Enabled by developments in the additive manufacturing of engineered systems with unprecedented levels of compositional and structural complexity, there have been major advances in architected materials that possess exciting mechanical properties dictated by their engineered structure. Within the realm of dynamics, the idea of using engineered structures to produce novel properties has been historically focused primarily on linear waves. This work seeks to understand the propagation of non-linear waves in mechanical metamaterials with application toward control of mechanical signals in larger-amplitude loading (for example, to provide protection during impact events) and toward reconfigurable soft structures (for example, locomotion of soft robots). This research will promote interdisciplinary research and teaching. Students of all levels will learn concepts and techniques from materials science and engineering, computational and analytic mechanical modeling, advanced manufacturing, and sensing. Moreover, the research team will integrate these efforts with undergraduate research programs, outreach efforts, and educational material development at both institutions to provide research opportunities to underrepresented groups of all ages (K-12, undergraduate, and graduate).

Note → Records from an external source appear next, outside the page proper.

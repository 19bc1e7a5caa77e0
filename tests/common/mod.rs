//! In-process fake sidecar for the integration tests.
//!
//! Every request is recorded; responses are scripted per `(method, path)` and
//! default to `204 No Content`.

#![allow(dead_code)]

use axum::body::{to_bytes, Body};
use axum::extract::{Request, State};
use axum::http::{HeaderMap, Method, StatusCode};
use axum::response::Response;
use axum::Router;
use dapr_sdk::{ClientConfig, DaprClient};
use std::collections::HashMap;
use std::net::SocketAddr;
use std::sync::{Arc, Mutex};
use std::time::Duration;
use tokio::net::TcpListener;
use tokio::task::JoinHandle;

#[derive(Debug, Clone)]
pub struct Recorded {
    pub method: Method,
    pub path: String,
    pub query: Option<String>,
    pub headers: HeaderMap,
    pub body: Vec<u8>,
}

impl Recorded {
    pub fn header(&self, name: &str) -> Option<&str> {
        self.headers.get(name).and_then(|v| v.to_str().ok())
    }

    pub fn json(&self) -> serde_json::Value {
        serde_json::from_slice(&self.body).expect("request body is JSON")
    }
}

#[derive(Debug, Clone)]
pub struct Scripted {
    pub status: StatusCode,
    pub headers: Vec<(String, String)>,
    pub body: Vec<u8>,
    pub delay: Option<Duration>,
}

impl Scripted {
    pub fn ok(body: impl Into<Vec<u8>>) -> Self {
        Self {
            status: StatusCode::OK,
            headers: Vec::new(),
            body: body.into(),
            delay: None,
        }
    }

    pub fn status(status: StatusCode, body: impl Into<Vec<u8>>) -> Self {
        Self {
            status,
            headers: Vec::new(),
            body: body.into(),
            delay: None,
        }
    }

    pub fn with_header(mut self, name: &str, value: &str) -> Self {
        self.headers.push((name.to_string(), value.to_string()));
        self
    }

    /// Holds the answer back for `delay`.
    pub fn after(mut self, delay: Duration) -> Self {
        self.delay = Some(delay);
        self
    }
}

#[derive(Default)]
struct Inner {
    requests: Vec<Recorded>,
    responses: HashMap<(Method, String), Scripted>,
}

type Shared = Arc<Mutex<Inner>>;

pub struct FakeSidecar {
    pub addr: SocketAddr,
    inner: Shared,
    handle: JoinHandle<()>,
}

impl FakeSidecar {
    pub async fn start() -> Self {
        let inner: Shared = Arc::default();
        let app = Router::new().fallback(record).with_state(inner.clone());
        let listener = TcpListener::bind("127.0.0.1:0").await.expect("bind fake sidecar");
        let addr = listener.local_addr().expect("local addr");
        let handle = tokio::spawn(async move {
            axum::serve(listener, app).await.expect("fake sidecar stopped");
        });
        Self { addr, inner, handle }
    }

    pub fn respond(&self, method: Method, path: &str, response: Scripted) {
        self.inner
            .lock()
            .unwrap()
            .responses
            .insert((method, path.to_string()), response);
    }

    pub fn requests(&self) -> Vec<Recorded> {
        self.inner.lock().unwrap().requests.clone()
    }

    /// Requests other than readiness probes.
    pub fn calls(&self) -> Vec<Recorded> {
        self.requests()
            .into_iter()
            .filter(|r| r.path != "/v1.0/healthz/outbound")
            .collect()
    }

    pub fn last(&self) -> Recorded {
        self.calls().pop().expect("at least one call")
    }

    pub fn config(&self) -> ClientConfig {
        ClientConfig::default()
            .with_endpoint(&format!("http://{}", self.addr))
            .expect("valid endpoint")
    }

    pub fn client(&self) -> DaprClient {
        DaprClient::new(self.config())
    }
}

impl Drop for FakeSidecar {
    fn drop(&mut self) {
        self.handle.abort();
    }
}

async fn record(State(inner): State<Shared>, request: Request) -> Response {
    let (parts, body) = request.into_parts();
    let body = to_bytes(body, usize::MAX).await.unwrap_or_default().to_vec();
    let path = parts.uri.path().to_string();
    let scripted = {
        let mut inner = inner.lock().unwrap();
        inner.requests.push(Recorded {
            method: parts.method.clone(),
            path: path.clone(),
            query: parts.uri.query().map(str::to_string),
            headers: parts.headers.clone(),
            body,
        });
        inner.responses.get(&(parts.method, path)).cloned()
    };
    let scripted = scripted.unwrap_or_else(|| Scripted::status(StatusCode::NO_CONTENT, Vec::new()));
    if let Some(delay) = scripted.delay {
        tokio::time::sleep(delay).await;
    }
    let mut builder = Response::builder().status(scripted.status);
    for (name, value) in &scripted.headers {
        builder = builder.header(name.as_str(), value.as_str());
    }
    builder.body(Body::from(scripted.body)).unwrap()
}
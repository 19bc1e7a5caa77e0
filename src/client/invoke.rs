//! Service invocation through the sidecar.

use http::Method;
use tracing::info;

use super::{require, DaprClient};
use crate::communication::http::SidecarRequest;
use crate::core::error::{Error, Result};
use crate::core::logging::LOGGER_NAME;

/// Payload of an invocation.
#[derive(Debug, Clone, Default, PartialEq, Eq)]
pub struct DataContent {
    pub content_type: String,
    pub data: Vec<u8>,
}

impl DataContent {
    pub fn new(content_type: impl Into<String>, data: impl Into<Vec<u8>>) -> Self {
        Self {
            content_type: content_type.into(),
            data: data.into(),
        }
    }
}

/// Parses a case-insensitive HTTP verb such as `post`.
pub fn parse_verb(verb: &str) -> Result<Method> {
    require("verb", verb)?;
    Method::from_bytes(verb.trim().to_ascii_uppercase().as_bytes())
        .map_err(|_| Error::invalid(format!("unsupported verb {verb:?}")))
}

/// Route segments for `method`, which may contain `/` and a `?query`.
fn method_request(verb: Method, app_id: &str, method: &str) -> Result<SidecarRequest> {
    let (path, query) = match method.split_once('?') {
        Some((path, query)) => (path, Some(query)),
        None => (method, None),
    };
    let mut segments = vec!["invoke".to_string(), app_id.to_string(), "method".to_string()];
    segments.extend(path.split('/').filter(|s| !s.is_empty()).map(str::to_string));
    if segments.len() == 3 {
        return Err(Error::invalid(format!("method name required, got {method:?}")));
    }
    let mut request = SidecarRequest::new(verb, segments);
    if let Some(query) = query {
        for pair in query.split('&').filter(|p| !p.is_empty()) {
            let (k, v) = pair.split_once('=').unwrap_or((pair, ""));
            request = request.query(k, v);
        }
    }
    Ok(request)
}

impl DaprClient {
    /// Invokes `method` on `app_id` without a body and returns the response body.
    pub async fn invoke_method(&self, app_id: &str, method: &str, verb: &str) -> Result<Vec<u8>> {
        self.invoke(app_id, method, verb, None).await
    }

    /// Invokes `method` on `app_id` with `content` and returns the response body.
    pub async fn invoke_method_with_content(
        &self,
        app_id: &str,
        method: &str,
        verb: &str,
        content: &DataContent,
    ) -> Result<Vec<u8>> {
        self.invoke(app_id, method, verb, Some(content)).await
    }

    async fn invoke(
        &self,
        app_id: &str,
        method: &str,
        verb: &str,
        content: Option<&DataContent>,
    ) -> Result<Vec<u8>> {
        require("app id", app_id)?;
        require("method name", method)?;
        let verb = parse_verb(verb)?;
        let mut request = method_request(verb, app_id, method)?;
        if let Some(content) = content {
            request = request.body(content.content_type.clone(), content.data.clone());
        }
        let response = self.transport.send(request).await?;
        info!(target: LOGGER_NAME, app_id, method, size = response.body.len(), "service method invoked");
        Ok(response.body.to_vec())
    }
}

#[cfg(test)]
mod tests {
    use super::*;

    #[test]
    fn verbs_are_case_insensitive() {
        assert_eq!(parse_verb("post").unwrap(), Method::POST);
        assert_eq!(parse_verb("Get").unwrap(), Method::GET);
        assert!(matches!(parse_verb(""), Err(Error::InvalidArgument(_))));
        assert!(matches!(parse_verb("not a verb"), Err(Error::InvalidArgument(_))));
    }

    #[test]
    fn nested_methods_and_queries_are_split() {
        let request = method_request(Method::GET, "orders", "api/v1/items?limit=5&sort=").unwrap();
        assert_eq!(request.path(), "/v1.0/invoke/orders/method/api/v1/items");
        assert_eq!(request.method(), Method::GET);
    }

    #[test]
    fn methods_without_a_path_are_rejected() {
        for method in ["/", "?x=1", "//?a=b"] {
            assert!(
                matches!(method_request(Method::GET, "orders", method), Err(Error::InvalidArgument(_))),
                "{method:?}"
            );
        }
    }
}
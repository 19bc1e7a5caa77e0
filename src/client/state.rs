//! State store operations.
//!
//! Values travel as JSON inside the sidecar API. Bytes that already are JSON
//! are sent as-is, other UTF-8 text is sent as a JSON string, and a stored
//! JSON string is handed back as its text. Etags are opaque and passed
//! through untouched.
//!
//! Two inputs do not round-trip byte for byte. Text that is itself a JSON
//! string literal (`"hi"`, quotes included) is stored as that string and
//! read back as `hi`. The bytes `null` are stored as JSON `null`, which a
//! bulk read returns as an empty value.

use http::header::{ETAG, IF_MATCH};
use http::Method;
use serde::{Deserialize, Serialize};
use serde_json::Value;
use std::collections::HashMap;
use tracing::{debug, info};

use super::{require, DaprClient};
use crate::communication::http::SidecarRequest;
use crate::core::error::{Error, Result};
use crate::core::logging::LOGGER_NAME;

/// Concurrency token of a stored item.
#[derive(Debug, Clone, PartialEq, Eq)]
pub struct ETag {
    pub value: String,
}

impl ETag {
    pub fn new(value: impl Into<String>) -> Self {
        Self { value: value.into() }
    }
}

#[derive(Debug, Clone, Copy, PartialEq, Eq, Default)]
pub enum StateConcurrency {
    #[default]
    Undefined,
    FirstWrite,
    LastWrite,
}

impl StateConcurrency {
    pub fn as_wire(&self) -> Option<&'static str> {
        match self {
            StateConcurrency::Undefined => None,
            StateConcurrency::FirstWrite => Some("first-write"),
            StateConcurrency::LastWrite => Some("last-write"),
        }
    }
}

#[derive(Debug, Clone, Copy, PartialEq, Eq, Default)]
pub enum StateConsistency {
    #[default]
    Undefined,
    Eventual,
    Strong,
}

impl StateConsistency {
    pub fn as_wire(&self) -> Option<&'static str> {
        match self {
            StateConsistency::Undefined => None,
            StateConsistency::Eventual => Some("eventual"),
            StateConsistency::Strong => Some("strong"),
        }
    }
}

#[derive(Debug, Clone, Copy, PartialEq, Eq, Default)]
pub struct StateOptions {
    pub concurrency: StateConcurrency,
    pub consistency: StateConsistency,
}

impl StateOptions {
    fn to_wire(self) -> Option<WireOptions> {
        let wire = WireOptions {
            concurrency: self.concurrency.as_wire(),
            consistency: self.consistency.as_wire(),
        };
        (wire.concurrency.is_some() || wire.consistency.is_some()).then_some(wire)
    }

    fn apply_query(self, mut request: SidecarRequest) -> SidecarRequest {
        if let Some(c) = self.concurrency.as_wire() {
            request = request.query("concurrency", c);
        }
        if let Some(c) = self.consistency.as_wire() {
            request = request.query("consistency", c);
        }
        request
    }
}

/// An item read from a store. A missing key yields an empty value and no etag.
#[derive(Debug, Clone, Default, PartialEq, Eq)]
pub struct StateItem {
    pub key: String,
    pub value: Vec<u8>,
    pub etag: Option<String>,
    /// Read from `metadata.*` response headers, so keys are lowercase.
    pub metadata: HashMap<String, String>,
}

impl StateItem {
    pub fn is_empty(&self) -> bool {
        self.value.is_empty() && self.etag.is_none()
    }
}

/// One entry of a bulk read; `error` is set when the store failed that key.
#[derive(Debug, Clone, Default, PartialEq, Eq)]
pub struct BulkStateItem {
    pub key: String,
    pub value: Vec<u8>,
    pub etag: Option<String>,
    /// Taken from the JSON body; keys keep the case the store used.
    pub metadata: HashMap<String, String>,
    pub error: Option<String>,
}

/// An item to write.
#[derive(Debug, Clone, Default, PartialEq)]
pub struct SetStateItem {
    pub key: String,
    pub value: Vec<u8>,
    pub etag: Option<ETag>,
    pub metadata: HashMap<String, String>,
    pub options: Option<StateOptions>,
}

impl SetStateItem {
    pub fn new(key: impl Into<String>, value: impl Into<Vec<u8>>) -> Self {
        Self {
            key: key.into(),
            value: value.into(),
            ..Self::default()
        }
    }
}

/// An item to delete inside a transaction.
#[derive(Debug, Clone, Default, PartialEq)]
pub struct DeleteStateItem {
    pub key: String,
    pub etag: Option<ETag>,
    pub metadata: HashMap<String, String>,
    pub options: Option<StateOptions>,
}

#[derive(Debug, Clone, PartialEq)]
pub enum StateOperation {
    Upsert(SetStateItem),
    Delete(DeleteStateItem),
}

// ---------------------------------------------------------------------------
// Wire shapes
// ---------------------------------------------------------------------------

#[derive(Debug, Serialize)]
struct WireOptions {
    #[serde(skip_serializing_if = "Option::is_none")]
    concurrency: Option<&'static str>,
    #[serde(skip_serializing_if = "Option::is_none")]
    consistency: Option<&'static str>,
}

#[derive(Debug, Serialize)]
struct WireStateItem<'a> {
    key: &'a str,
    #[serde(skip_serializing_if = "Option::is_none")]
    value: Option<Value>,
    #[serde(skip_serializing_if = "Option::is_none")]
    etag: Option<&'a str>,
    #[serde(skip_serializing_if = "Option::is_none")]
    metadata: Option<&'a HashMap<String, String>>,
    #[serde(skip_serializing_if = "Option::is_none")]
    options: Option<WireOptions>,
}

impl<'a> WireStateItem<'a> {
    fn upsert(item: &'a SetStateItem) -> Result<Self> {
        require("state key", &item.key)?;
        Ok(Self {
            key: &item.key,
            value: Some(encode_value(&item.value)?),
            etag: item.etag.as_ref().map(|e| e.value.as_str()),
            metadata: non_empty(&item.metadata),
            options: item.options.and_then(StateOptions::to_wire),
        })
    }

    fn delete(item: &'a DeleteStateItem) -> Result<Self> {
        require("state key", &item.key)?;
        Ok(Self {
            key: &item.key,
            value: None,
            etag: item.etag.as_ref().map(|e| e.value.as_str()),
            metadata: non_empty(&item.metadata),
            options: item.options.and_then(StateOptions::to_wire),
        })
    }
}

#[derive(Debug, Serialize)]
struct WireOperation<'a> {
    operation: &'static str,
    request: WireStateItem<'a>,
}

#[derive(Debug, Serialize)]
struct WireTransaction<'a> {
    operations: Vec<WireOperation<'a>>,
    #[serde(skip_serializing_if = "Option::is_none")]
    metadata: Option<&'a HashMap<String, String>>,
}

#[derive(Debug, Serialize)]
struct WireBulkGet<'a> {
    keys: &'a [String],
    parallelism: u32,
}

#[derive(Debug, Deserialize)]
struct WireBulkItem {
    key: String,
    #[serde(default)]
    data: Option<Value>,
    #[serde(default)]
    etag: Option<String>,
    #[serde(default)]
    metadata: HashMap<String, String>,
    #[serde(default)]
    error: Option<String>,
}

fn non_empty(map: &HashMap<String, String>) -> Option<&HashMap<String, String>> {
    (!map.is_empty()).then_some(map)
}

/// JSON form of a state value.
pub fn encode_value(data: &[u8]) -> Result<Value> {
    if let Ok(json) = serde_json::from_slice::<Value>(data) {
        return Ok(json);
    }
    std::str::from_utf8(data)
        .map(|text| Value::String(text.to_string()))
        .map_err(|_| Error::invalid("state value is neither JSON nor UTF-8 text"))
}

/// Bytes of a stored value as returned by the sidecar.
pub fn decode_value(body: &[u8]) -> Vec<u8> {
    match serde_json::from_slice::<Value>(body) {
        Ok(Value::String(text)) => text.into_bytes(),
        _ => body.to_vec(),
    }
}
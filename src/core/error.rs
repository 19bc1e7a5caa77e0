//! Crate-wide error type.

use std::time::Duration;
use thiserror::Error;

/// Errors returned by every client operation.
#[derive(Debug, Error)]
pub enum Error {
    /// A required argument was empty or could not be encoded.
    #[error("invalid argument: {0}")]
    InvalidArgument(String),

    /// Malformed configuration value or endpoint.
    #[error("configuration error: {0}")]
    Config(String),

    /// Connection-level failure talking to the sidecar.
    #[error("transport error: {0}")]
    Transport(#[from] hyper_util::client::legacy::Error),

    /// Failure reading a response body.
    #[error("response body error: {0}")]
    Body(#[from] hyper::Error),

    /// The request itself could not be built.
    #[error("http error: {0}")]
    Http(#[from] http::Error),

    /// The sidecar answered with a non-success status.
    #[error("sidecar returned {status}: {body}")]
    Status { status: http::StatusCode, body: String },

    #[error("json error: {0}")]
    Json(#[from] serde_json::Error),

    #[error("timed out after {0:?}")]
    Timeout(Duration),
}

impl Error {
    /// Status code of a sidecar rejection, if this is one.
    pub fn status(&self) -> Option<http::StatusCode> {
        match self {
            Error::Status { status, .. } => Some(*status),
            _ => None,
        }
    }

    pub(crate) fn invalid(msg: impl Into<String>) -> Self {
        Error::InvalidArgument(msg.into())
    }
}

pub type Result<T> = std::result::Result<T, Error>;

The objective of this work is to understand the fundamental connection between geometry and the propagation of non-linear waves in compliant mechanical metamaterials comprising rotating polygons. Rather than limiting the scope to periodic systems as in previous work, the geometry of the metamaterials will be locally tailored, and inhomogeneities will be harnessed to achieve target dynamic responses such as maximal energy absorption, soliton lensing, and locomotion. The multi-faceted research program will intertwine theoretical, numerical, and experimental activities to generate new insights into the non-linear dynamic behavior of mechanical metamaterials based on rotating units. To achieve this, the research is organized into three thrusts, focusing on (1) the effect of inhomogeneities on the propagation of non-linear waves, (2) reconfigurability of system dynamics via non-linear waves, and (3) optimization of geometry and defects via machine learning to achieve targeted dynamic properties (energy absorption, steering waves, locomotion, etc.).
This project is co-funded by the Dynamics, Control, and Systems Diagnostics (DCSD) and the Mechanics of Materials and Structures (MOMS) programs in the Civil, Mechanical, and Industrial Innovation Division.
This award reflects NSF's statutory mission and has been deemed worthy of support through evaluation using the Foundation's intellectual merit and broader impacts review criteria.